CG_Hadoop: computational geometry in MapReduce

  • Authors:
  • Ahmed Eldawy;Yuan Li;Mohamed F. Mokbel;Ravi Janardan

  • Affiliations:
  • University of Minnesota, Twin Cities;University of Minnesota, Twin Cities;University of Minnesota, Twin Cities and Umm Al-Qura University, Makkah, Saudi Arabia;University of Minnesota, Twin Cities

  • Venue:
  • Proceedings of the 21st ACM SIGSPATIAL International Conference on Advances in Geographic Information Systems
  • Year:
  • 2013

Quantified Score

Hi-index 0.00

Visualization

Abstract

Hadoop, employing the MapReduce programming paradigm, has been widely accepted as the standard framework for analyzing big data in distributed environments. Unfortunately, this rich framework was not truly exploited towards processing large-scale computational geometry operations.
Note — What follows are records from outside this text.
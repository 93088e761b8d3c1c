use std::fmt::Display;

/// The carrier operations this client knows how to call.
#[derive(Debug, Clone, Copy, PartialEq, Eq)]
pub enum CarrierOperation {
    /// Status, tracking number and movement history for a registered shipment.
    QueryShipment,
    /// Receiver name and address details for a registered shipment.
    QueryReceiver,
}

impl CarrierOperation {
    /// The element name of the operation inside the SOAP body.
    pub fn name(&self) -> &'static str {
        match self {
            Self::QueryShipment => "QueryShipment",
            Self::QueryReceiver => "QueryReceiverInfo",
        }
    }

    /// The value of the `SOAPAction` header, e.g. `http://tempuri.org/QueryShipment`.
    pub fn soap_action(&self, namespace: &str) -> String {
        format!("{}/{}", namespace.trim_end_matches('/'), self.name())
    }
}

impl Display for CarrierOperation {
    fn fmt(&self, f: &mut std::fmt::Formatter<'_>) -> std::fmt::Result {
        f.write_str(self.name())
    }
}

#[cfg(test)]
mod test {
    use super::CarrierOperation;

    #[test]
    fn soap_actions() {
        let op = CarrierOperation::QueryShipment;
        assert_eq!(op.soap_action("http://tempuri.org/"), "http://tempuri.org/QueryShipment");
        assert_eq!(op.soap_action("http://tempuri.org"), "http://tempuri.org/QueryShipment");
        assert_eq!(CarrierOperation::QueryReceiver.to_string(), "QueryReceiverInfo");
    }
}
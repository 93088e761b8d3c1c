//! # Shipment tracking server
//!
//! This crate hosts the HTTP side of carrier shipment reconciliation. It is responsible for:
//! * Accepting reconciliation triggers from an external scheduler (and from admin tools).
//! * Optionally running reconciliation on its own schedule.
//! * Delivering the shipment notifications that reconciliation produces.
//! * Answering read queries about individual shipments.
//!
//! ## Configuration
//! The server is configured via environment variables. See [config](config/index.html) for more information.
//!
//! ## Routes
//! * `/health`: A health check route that returns a 200 OK response.
//! * `GET|POST /cron/reconcile`: Runs a reconciliation pass and returns its summary. Requires the bearer secret.
//! * `GET /api/shipments/{order_id}`: The stored shipment with an estimated delivery time. Requires the bearer secret.
//! * `GET /api/shipments/{order_id}/receiver`: The receiver details the carrier holds for the shipment. Requires the
//!   bearer secret.
pub mod cli;
pub mod config;
pub mod data_objects;
pub mod errors;
pub mod helpers;
pub mod integrations;
pub mod reconcile_worker;
pub mod routes;
pub mod server;

#[cfg(test)]
mod endpoint_tests;
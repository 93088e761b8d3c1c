use thiserror::Error;

use crate::db_types::{NewShipment, OrderId, ShipmentRecord, ShipmentUpdate};

#[derive(Debug, Clone, Error)]
pub enum ShipmentStoreError {
    #[error("Database error: {0}")]
    DatabaseError(String),
    #[error("Shipment for order {0} not found")]
    ShipmentNotFound(OrderId),
    #[error("Shipment for order {0} already exists")]
    AlreadyExists(OrderId),
    #[error("Shipment for order {0} was modified by someone else in the meantime")]
    VersionConflict(OrderId),
}

impl From<sqlx::Error> for ShipmentStoreError {
    fn from(e: sqlx::Error) -> Self {
        ShipmentStoreError::DatabaseError(e.to_string())
    }
}

/// The `ShipmentManagement` trait defines the behaviour the engine needs from the shipment store.
#[allow(async_fn_in_trait)]
pub trait ShipmentManagement {
    /// Records a newly registered shipment with status `CREATED` and no tracking number.
    async fn insert_shipment(&self, shipment: NewShipment) -> Result<ShipmentRecord, ShipmentStoreError>;

    async fn fetch_shipment(&self, order_id: &OrderId) -> Result<Option<ShipmentRecord>, ShipmentStoreError>;

    /// Returns at most `limit` shipments that have an integration code and either lack a tracking number or are not
    /// yet in a terminal status. Shipments without a tracking number come first, then the oldest dispatches.
    async fn fetch_reconciliation_candidates(&self, limit: i64) -> Result<Vec<ShipmentRecord>, ShipmentStoreError>;

    /// Atomically applies `update`, provided the stored record is still at `expected_version`.
    ///
    /// Returns [`ShipmentStoreError::VersionConflict`] if the record changed since it was read, in which case nothing
    /// is written. A stored tracking number is never replaced.
    async fn apply_carrier_update(
        &self,
        order_id: &OrderId,
        expected_version: i64,
        update: ShipmentUpdate,
    ) -> Result<ShipmentRecord, ShipmentStoreError>;
}
mod delivery_estimate;
mod status;
mod tracking_url;

pub use delivery_estimate::{estimate_delivery, SAME_DAY_CUTOFF_HOUR};
pub use status::{normalize, try_normalize};
pub use tracking_url::TrackingUrlTemplate;
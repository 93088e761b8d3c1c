pub mod helpers;
mod movement;
mod secret;

pub use movement::Movement;
pub use secret::Secret;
This paper introduces CG_Hadoop; a suite of scalable and efficient MapReduce algorithms for various fundamental computational geometry problems, namely, polygon union, skyline, convex hull, farthest pair, and closest pair, which present a set of key components for other geometric algorithms. For each computational geometry operation, CG_Hadoop has two versions, one for the Apache Hadoop system and one for the SpatialHadoop system; a Hadoop-based system that is more suited for spatial operations. These proposed algorithms form a nucleus of a comprehensive MapReduce library of computational geometry operations. Extensive experimental results on a cluster of 25 machines of datasets up to 128GB show that CG_Hadoop achieves up to 29x and 260x better performance than traditional algorithms when using Hadoop and SpatialHadoop systems, respectively.